Teladoc has filed an antitrust lawsuit against the Texas Medical Board, charging that the board is "illegally limiting competition" in enacting new guidelines that mandate an in-person visit before certain telehealth encounters.
The suit, filed April 29 in U.S. District Court in Austin, continues a four-year battle between the Dallas-based telehealth provider and state medical officials who feel a patient and doctor should first meet face-to-face before the doctor can prescribe medications. The board recently revised its rules to mandate such a visit, with the revision scheduled to take effect June 1.
[See also: Texas board curbs telemedicine, prompts lawsuit]
Teladoc, which launched in 2002 and bills itself as the nation's first and largest telehealth company, conducts roughly 70 percent of its business via telephone. It reportedly serves more than 2.4 million Texans.
“It is clear that the medical board acted only when Teladoc consultations became sufficiently numerous to be perceived as a competitive threat to brick-and-mortar physician practices,” Jason Gorevic, Teladoc’s chief executive officer, said in a press release announcing the lawsuit. “We can’t sit back and let a bad rule by the Texas Medical Board rob from millions of consumers and physicians the tremendous benefits of telehealth. California, Colorado, North Carolina, Kentucky, Virginia and dozens of other states have found solutions that embrace telehealth, and all of its benefits, while ensuring patient safety.”
"The medical board asserts that the new rule is to address concerns about patient safety,” he added. “But not one shred of data was presented during the medical board’s comment period to support the position that telehealth poses a patient safety risk.”
[See also: Is a phone call good enough for telehealth?]
The lawsuit claims that the board’s rule violates the Sherman Antitrust Act, "which has protected free-market business innovations from cartels and monopolies for more than 100 years." Teladoc officials say the rule could have "severe financial consequences for telehealth companies as well as patients," and argue that Texas physicians have treated patients for decades by phone and other means.
In an interview with mHealth News earlier this year, Gorevic noted that Teladoc's telephone-based consults aren't conducted in a vacuum. Physicians access medical records and other resources before or during the conversation, he said, so that they're looking at a complete medical history of their patient.
Following its contentious ruling earlier this month, the Texas Medical Board didn't just sit silent. It unveiled a news release – a rarity for the organization – announcing "TMB Adopts Rules Expanding Telemedicine Opportunities."
"Essentially the only scenario prohibited in Texas is one in which a physician treats an unknown patient using telemedicine, without any objective diagnostic data, and no ability to follow up with the patient," the releases stated.

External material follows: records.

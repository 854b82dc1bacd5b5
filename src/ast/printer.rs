use super::node::*;
use itertools::Itertools;
use std::fmt;

const INDENT: &str = "    ";

/// Renders an [`AstNode`] as Python source.
///
/// Each statement writes its own trailing newline; identifiers and literals
/// are expressions and write none.
pub struct PythonPrinter;

impl PythonPrinter {
    pub fn print(node: &AstNode) -> String {
        Self::print_at(node, 0)
    }

    /// Renders `node` as if it were nested `indent` levels deep, so a subtree
    /// can be spliced into surrounding source.
    pub fn print_at(node: &AstNode, indent: usize) -> String {
        Indented { node, indent }.to_string()
    }

    fn write_node(f: &mut fmt::Formatter<'_>, node: &AstNode, indent: usize) -> fmt::Result {
        let pad = INDENT.repeat(indent);
        match node {
            AstNode::Program(body) => {
                for child in body {
                    Self::write_node(f, child, indent)?;
                }
            }
            AstNode::BlockStatement(body) => {
                for child in body {
                    Self::write_node(f, child, indent + 1)?;
                }
            }
            AstNode::ClassDeclaration(class) => {
                writeln!(
                    f,
                    "{}class {}({}):",
                    pad,
                    class.name,
                    class.super_class.as_deref().unwrap_or("")
                )?;
                for member in &class.body {
                    Self::write_node(f, member, indent + 1)?;
                    writeln!(f)?;
                }
            }
            AstNode::ClassMethod(method) => Self::write_method(f, method, indent)?,
            AstNode::VariableDeclaration(decl) => {
                writeln!(f, "{}{} = {}", pad, decl.id.name, decl.init)?
            }
            AstNode::ReturnStatement(arguments) => {
                writeln!(f, "{}return {}", pad, arguments.iter().join(", "))?
            }
            AstNode::ImportDeclaration(import) => {
                if !import.specifiers.is_empty() {
                    writeln!(
                        f,
                        "{}from {} import {}",
                        pad,
                        import.source,
                        import.specifiers.iter().join(", ")
                    )?;
                } else if let Some(alias) = &import.alias {
                    writeln!(f, "{}import {} as {}", pad, import.source, alias)?;
                } else {
                    writeln!(f, "{}import {}", pad, import.source)?;
                }
            }
            AstNode::Identifier(identifier) => write!(f, "{}", identifier.name)?,
            AstNode::Literal(value) => write!(f, "{}", value)?,
            AstNode::NewLine(n) => {
                for _ in 0..*n {
                    writeln!(f)?;
                }
            }
            AstNode::PassStatement => writeln!(f, "{}pass", pad)?,
        }
        Ok(())
    }

    fn write_method(f: &mut fmt::Formatter<'_>, method: &ClassMethod, indent: usize) -> fmt::Result {
        let params = method.params.iter().map(|param| match &param.annotation {
            Annotation::Receiver => param.name.clone(),
            Annotation::Unspecified => format!("{}: Any", param.name),
            Annotation::Type(dtype) => format!("{}: {}", param.name, dtype),
        });
        writeln!(
            f,
            "{}def {}({}) -> {}:",
            INDENT.repeat(indent),
            method.name,
            params.format(", "),
            method.return_type.as_deref().unwrap_or("None")
        )?;

        if method.body.is_empty() {
            return Self::write_node(f, &AstNode::PassStatement, indent + 1);
        }
        for statement in &method.body {
            Self::write_node(f, statement, indent + 1)?;
        }
        Ok(())
    }
}

struct Indented<'a> {
    node: &'a AstNode,
    indent: usize,
}

impl fmt::Display for Indented<'_> {
    fn fmt(&self, f: &mut fmt::Formatter<'_>) -> fmt::Result {
        PythonPrinter::write_node(f, self.node, self.indent)
    }
}

impl fmt::Display for AstNode {
    fn fmt(&self, f: &mut fmt::Formatter<'_>) -> fmt::Result {
        PythonPrinter::write_node(f, self, 0)
    }
}

#[cfg(test)]
mod tests {
    use super::super::factory::*;
    use super::*;

    #[test]
    fn import_forms() {
        let from = import_declaration("typing", &["Any", "Tuple"], None).unwrap();
        let aliased = import_declaration("torch.nn", &[], Some("nn")).unwrap();
        let plain = import_declaration("torch", &[], None).unwrap();
        assert_eq!(from.to_string(), "from typing import Any, Tuple\n");
        assert_eq!(aliased.to_string(), "import torch.nn as nn\n");
        assert_eq!(plain.to_string(), "import torch\n");
    }

    #[test]
    fn specifiers_win_over_alias() {
        let import = import_declaration("torch", &["nn"], Some("t")).unwrap();
        assert_eq!(import.to_string(), "from torch import nn\n");
    }

    #[test]
    fn expressions_have_no_trailing_newline() {
        assert_eq!(identifier("x", Some("int")).unwrap().to_string(), "x");
        assert_eq!(literal("3.5").to_string(), "3.5");
    }

    #[test]
    fn return_joins_arguments() {
        assert_eq!(return_statement(["a", "b"]).to_string(), "return a, b\n");
    }

    #[test]
    fn new_line_emits_blank_lines() {
        assert_eq!(new_line(3).to_string(), "\n\n\n");
        assert_eq!(new_line(0).to_string(), "");
    }

    #[test]
    fn block_statement_indents_children() {
        let block = block_statement(vec![
            variable_declaration("a", "1").unwrap(),
            pass_statement(),
        ]);
        assert_eq!(block.to_string(), "    a = 1\n    pass\n");
    }
}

The release outlined three types of telemedicine authorized by the board:
- Patients can interact with physicians via telemedicine beyond the traditional office visit;
- Once a diagnosis is made via a face-to-face visit (either in person or via telemedicine), the physician can treat that patient for up to a year in the patient's home for that pre-existing condition via telemedicine;
- Mental health services can be provided via telemedicine, either at the patient's home or in a group or institutional setting.
In addition, the board emphasized that its ruling doesn't limit the patient to an in-person initial visit – that first visit could be done via face-to-face telemedicine. The board also argued that its ruling doesn't hinder traditional on-call coverage and it doesn't "severely restrict the types of telemedicine scenarios authorized in Texas."
"The rules expand the scenarios already allowed to include greater access to treatment from a patient’s home and greater access to treatment for behavioral and mental health," the release concluded.
Teladoc isn't the only organization at odds with the Texas Medical Board's ruling. The Texas Medical Association, a private, non-profit association of Texas physicians and medical students that was founded in 1853, offered up a four-page letter to the board that indicated the ruling would disrupt cross-coverage services. Another group, Help Access Telemedicine for Texans (HATT), was harsher in its criticism.
"Despite the fact that Texas’ two largest telemedicine providers serve nearly 3 million Texas lives (and those providers have served Texans without a single malpractice claim for close to a decade), TMB chose to eliminate the benefits of those telemedicine services, despite warnings that their rule would limit access to healthcare, and eliminate a valuable cost containment tool upon which millions of Texans and their employers rely to keep healthcare costs in check," HATT Director Josh Meeks argued.